START Excerpted data

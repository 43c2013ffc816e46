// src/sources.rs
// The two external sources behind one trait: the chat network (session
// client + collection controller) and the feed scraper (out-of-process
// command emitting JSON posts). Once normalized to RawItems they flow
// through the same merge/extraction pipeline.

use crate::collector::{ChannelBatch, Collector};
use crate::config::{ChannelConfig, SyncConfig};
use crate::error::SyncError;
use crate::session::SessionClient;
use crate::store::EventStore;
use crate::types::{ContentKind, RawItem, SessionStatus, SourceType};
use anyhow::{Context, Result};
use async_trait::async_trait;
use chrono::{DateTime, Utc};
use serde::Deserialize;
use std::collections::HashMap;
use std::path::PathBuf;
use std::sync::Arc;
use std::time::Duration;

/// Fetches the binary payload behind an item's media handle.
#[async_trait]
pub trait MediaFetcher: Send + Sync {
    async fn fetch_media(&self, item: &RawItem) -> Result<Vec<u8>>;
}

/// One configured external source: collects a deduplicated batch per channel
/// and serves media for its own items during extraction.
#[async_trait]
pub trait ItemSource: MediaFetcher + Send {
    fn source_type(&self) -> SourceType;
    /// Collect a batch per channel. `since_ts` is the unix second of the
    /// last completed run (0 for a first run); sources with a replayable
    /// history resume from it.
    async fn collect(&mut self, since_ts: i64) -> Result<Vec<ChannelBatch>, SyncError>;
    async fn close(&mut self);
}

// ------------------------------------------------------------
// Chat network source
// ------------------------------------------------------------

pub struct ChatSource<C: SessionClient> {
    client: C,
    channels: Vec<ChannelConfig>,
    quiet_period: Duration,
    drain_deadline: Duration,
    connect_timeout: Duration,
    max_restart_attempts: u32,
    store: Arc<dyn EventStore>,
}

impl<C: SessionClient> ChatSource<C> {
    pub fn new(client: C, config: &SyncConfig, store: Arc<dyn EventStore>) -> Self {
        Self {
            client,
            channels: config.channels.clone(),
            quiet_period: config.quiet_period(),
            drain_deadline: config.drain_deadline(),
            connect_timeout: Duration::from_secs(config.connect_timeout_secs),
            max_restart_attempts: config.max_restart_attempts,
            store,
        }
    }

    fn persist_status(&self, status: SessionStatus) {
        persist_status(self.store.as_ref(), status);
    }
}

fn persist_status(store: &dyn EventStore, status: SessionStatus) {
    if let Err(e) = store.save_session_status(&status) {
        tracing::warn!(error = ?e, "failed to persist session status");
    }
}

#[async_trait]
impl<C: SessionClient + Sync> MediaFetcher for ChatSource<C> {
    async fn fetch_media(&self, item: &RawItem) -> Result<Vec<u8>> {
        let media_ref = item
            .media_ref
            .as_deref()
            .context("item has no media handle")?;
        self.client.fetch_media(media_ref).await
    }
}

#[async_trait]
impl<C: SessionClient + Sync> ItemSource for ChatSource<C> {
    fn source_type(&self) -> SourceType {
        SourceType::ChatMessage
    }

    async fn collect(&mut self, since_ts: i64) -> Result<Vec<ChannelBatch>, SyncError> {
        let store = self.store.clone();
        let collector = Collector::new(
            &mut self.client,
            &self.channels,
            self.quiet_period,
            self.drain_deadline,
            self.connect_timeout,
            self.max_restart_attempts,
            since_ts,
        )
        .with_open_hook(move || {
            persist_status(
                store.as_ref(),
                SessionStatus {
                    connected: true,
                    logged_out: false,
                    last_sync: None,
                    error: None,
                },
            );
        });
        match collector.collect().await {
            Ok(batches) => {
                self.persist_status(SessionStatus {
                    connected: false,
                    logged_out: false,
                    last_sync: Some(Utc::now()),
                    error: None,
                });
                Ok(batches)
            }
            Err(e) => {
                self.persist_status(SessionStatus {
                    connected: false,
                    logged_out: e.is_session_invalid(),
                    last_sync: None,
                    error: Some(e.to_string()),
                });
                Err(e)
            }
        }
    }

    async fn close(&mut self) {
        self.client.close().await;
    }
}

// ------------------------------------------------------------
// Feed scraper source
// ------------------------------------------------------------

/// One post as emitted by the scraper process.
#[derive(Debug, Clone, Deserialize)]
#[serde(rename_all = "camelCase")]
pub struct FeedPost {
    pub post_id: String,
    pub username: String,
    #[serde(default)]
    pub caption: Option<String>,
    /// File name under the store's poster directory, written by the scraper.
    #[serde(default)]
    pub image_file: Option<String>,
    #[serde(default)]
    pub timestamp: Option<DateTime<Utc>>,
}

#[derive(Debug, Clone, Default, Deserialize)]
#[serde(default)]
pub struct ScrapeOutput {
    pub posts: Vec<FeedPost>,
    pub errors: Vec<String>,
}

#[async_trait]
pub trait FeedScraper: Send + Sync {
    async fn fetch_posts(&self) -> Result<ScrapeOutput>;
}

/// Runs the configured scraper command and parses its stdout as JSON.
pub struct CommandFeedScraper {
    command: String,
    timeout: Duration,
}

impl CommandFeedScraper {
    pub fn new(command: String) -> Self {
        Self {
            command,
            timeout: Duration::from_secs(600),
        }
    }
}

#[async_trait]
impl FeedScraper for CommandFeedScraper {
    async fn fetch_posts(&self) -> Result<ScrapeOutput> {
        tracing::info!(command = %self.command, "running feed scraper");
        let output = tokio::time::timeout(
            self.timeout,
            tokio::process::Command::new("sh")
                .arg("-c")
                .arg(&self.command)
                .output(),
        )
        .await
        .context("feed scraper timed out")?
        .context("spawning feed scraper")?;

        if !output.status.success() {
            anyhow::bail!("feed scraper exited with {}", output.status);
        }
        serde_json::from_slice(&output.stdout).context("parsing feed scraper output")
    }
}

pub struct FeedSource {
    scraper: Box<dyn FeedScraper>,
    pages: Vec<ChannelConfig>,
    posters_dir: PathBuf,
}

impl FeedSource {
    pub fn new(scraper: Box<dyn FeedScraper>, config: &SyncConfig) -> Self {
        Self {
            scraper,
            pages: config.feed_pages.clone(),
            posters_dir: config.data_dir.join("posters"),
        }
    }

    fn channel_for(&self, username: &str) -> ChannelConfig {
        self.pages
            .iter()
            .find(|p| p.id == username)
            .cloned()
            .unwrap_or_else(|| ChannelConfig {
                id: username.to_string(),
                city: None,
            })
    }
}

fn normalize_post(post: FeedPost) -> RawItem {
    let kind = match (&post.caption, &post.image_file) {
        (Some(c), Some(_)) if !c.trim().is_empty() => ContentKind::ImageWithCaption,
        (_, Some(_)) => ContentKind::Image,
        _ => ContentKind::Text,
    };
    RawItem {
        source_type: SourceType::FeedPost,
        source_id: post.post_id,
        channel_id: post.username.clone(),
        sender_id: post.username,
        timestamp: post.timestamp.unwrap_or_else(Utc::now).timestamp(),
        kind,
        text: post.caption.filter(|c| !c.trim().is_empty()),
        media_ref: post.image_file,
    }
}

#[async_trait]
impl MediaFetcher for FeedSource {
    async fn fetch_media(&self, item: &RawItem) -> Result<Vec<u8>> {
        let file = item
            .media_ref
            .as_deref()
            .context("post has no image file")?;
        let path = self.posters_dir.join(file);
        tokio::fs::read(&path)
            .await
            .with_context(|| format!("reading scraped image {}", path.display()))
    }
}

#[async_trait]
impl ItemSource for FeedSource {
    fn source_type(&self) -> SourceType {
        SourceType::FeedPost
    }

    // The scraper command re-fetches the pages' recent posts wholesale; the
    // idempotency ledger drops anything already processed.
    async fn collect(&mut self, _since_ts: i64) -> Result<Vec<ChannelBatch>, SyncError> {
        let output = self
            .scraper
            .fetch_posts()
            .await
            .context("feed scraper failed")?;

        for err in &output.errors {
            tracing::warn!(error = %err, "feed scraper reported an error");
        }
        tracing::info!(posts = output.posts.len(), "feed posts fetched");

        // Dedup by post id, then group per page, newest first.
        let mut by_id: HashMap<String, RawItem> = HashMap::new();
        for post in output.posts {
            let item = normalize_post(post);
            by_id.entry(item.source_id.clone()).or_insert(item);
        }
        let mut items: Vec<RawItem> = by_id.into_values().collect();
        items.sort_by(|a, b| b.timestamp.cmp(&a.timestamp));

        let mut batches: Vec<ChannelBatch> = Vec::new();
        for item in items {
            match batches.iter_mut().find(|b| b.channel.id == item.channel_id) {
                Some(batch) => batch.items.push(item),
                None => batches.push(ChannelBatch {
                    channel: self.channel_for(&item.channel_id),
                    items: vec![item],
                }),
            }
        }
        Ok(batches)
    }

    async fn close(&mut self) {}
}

END Excerpted data
START Excerpted data

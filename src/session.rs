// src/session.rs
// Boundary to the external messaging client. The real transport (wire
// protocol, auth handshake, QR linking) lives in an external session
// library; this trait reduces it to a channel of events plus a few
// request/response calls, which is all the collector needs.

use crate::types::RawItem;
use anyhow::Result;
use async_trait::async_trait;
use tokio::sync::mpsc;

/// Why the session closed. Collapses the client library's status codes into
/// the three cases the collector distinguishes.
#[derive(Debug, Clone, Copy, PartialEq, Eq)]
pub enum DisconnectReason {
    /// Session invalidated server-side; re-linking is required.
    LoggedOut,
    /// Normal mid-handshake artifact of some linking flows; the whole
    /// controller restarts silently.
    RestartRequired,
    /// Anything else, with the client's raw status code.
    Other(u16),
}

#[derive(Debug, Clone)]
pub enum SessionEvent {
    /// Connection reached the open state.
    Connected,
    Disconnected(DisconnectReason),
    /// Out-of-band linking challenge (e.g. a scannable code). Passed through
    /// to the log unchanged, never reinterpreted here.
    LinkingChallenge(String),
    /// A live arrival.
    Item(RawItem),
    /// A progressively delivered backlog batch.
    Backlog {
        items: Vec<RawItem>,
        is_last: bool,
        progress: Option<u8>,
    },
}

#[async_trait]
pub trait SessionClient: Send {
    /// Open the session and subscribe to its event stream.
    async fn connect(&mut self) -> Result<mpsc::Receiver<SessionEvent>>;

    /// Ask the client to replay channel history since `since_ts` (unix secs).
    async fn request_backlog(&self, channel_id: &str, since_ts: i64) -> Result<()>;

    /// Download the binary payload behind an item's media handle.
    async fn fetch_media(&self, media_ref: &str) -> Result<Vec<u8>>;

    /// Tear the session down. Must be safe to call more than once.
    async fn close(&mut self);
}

END Excerpted data
START Excerpted data

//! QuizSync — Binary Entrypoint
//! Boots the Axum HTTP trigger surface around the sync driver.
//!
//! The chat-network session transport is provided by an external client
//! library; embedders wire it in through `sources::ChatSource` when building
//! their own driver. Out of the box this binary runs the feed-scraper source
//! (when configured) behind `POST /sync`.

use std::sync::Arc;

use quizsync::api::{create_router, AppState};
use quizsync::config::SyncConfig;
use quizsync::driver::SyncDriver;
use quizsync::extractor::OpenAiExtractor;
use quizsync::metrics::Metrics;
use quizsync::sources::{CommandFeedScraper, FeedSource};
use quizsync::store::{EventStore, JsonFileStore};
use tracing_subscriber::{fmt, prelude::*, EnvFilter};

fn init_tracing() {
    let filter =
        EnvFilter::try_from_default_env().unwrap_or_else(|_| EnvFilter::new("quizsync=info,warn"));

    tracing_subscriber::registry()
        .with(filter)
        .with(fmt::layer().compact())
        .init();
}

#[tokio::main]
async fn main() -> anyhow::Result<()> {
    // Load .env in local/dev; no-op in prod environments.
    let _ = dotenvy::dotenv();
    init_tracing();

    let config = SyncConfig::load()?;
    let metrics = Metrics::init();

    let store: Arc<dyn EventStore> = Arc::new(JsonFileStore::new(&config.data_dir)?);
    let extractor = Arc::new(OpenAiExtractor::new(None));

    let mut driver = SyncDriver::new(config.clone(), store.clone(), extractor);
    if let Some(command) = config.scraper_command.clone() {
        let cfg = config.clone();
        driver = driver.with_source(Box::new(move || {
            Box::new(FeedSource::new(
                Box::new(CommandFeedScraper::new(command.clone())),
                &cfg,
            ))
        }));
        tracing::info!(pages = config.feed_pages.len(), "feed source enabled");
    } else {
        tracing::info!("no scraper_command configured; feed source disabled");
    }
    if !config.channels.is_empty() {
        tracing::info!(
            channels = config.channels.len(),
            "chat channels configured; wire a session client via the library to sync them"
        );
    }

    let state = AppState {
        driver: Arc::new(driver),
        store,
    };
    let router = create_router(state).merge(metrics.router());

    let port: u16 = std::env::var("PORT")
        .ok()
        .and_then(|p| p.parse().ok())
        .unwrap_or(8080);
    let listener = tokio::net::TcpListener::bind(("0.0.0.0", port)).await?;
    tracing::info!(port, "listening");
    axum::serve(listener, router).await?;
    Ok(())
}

END Excerpted data

● Directions
Could you find every line in the records above that has the string "extractor" and copy it?

● Expected answer
use quizsync::extractor::OpenAiExtractor;
    let extractor = Arc::new(OpenAiExtractor::new(None));
    let mut driver = SyncDriver::new(config.clone(), store.clone(), extractor);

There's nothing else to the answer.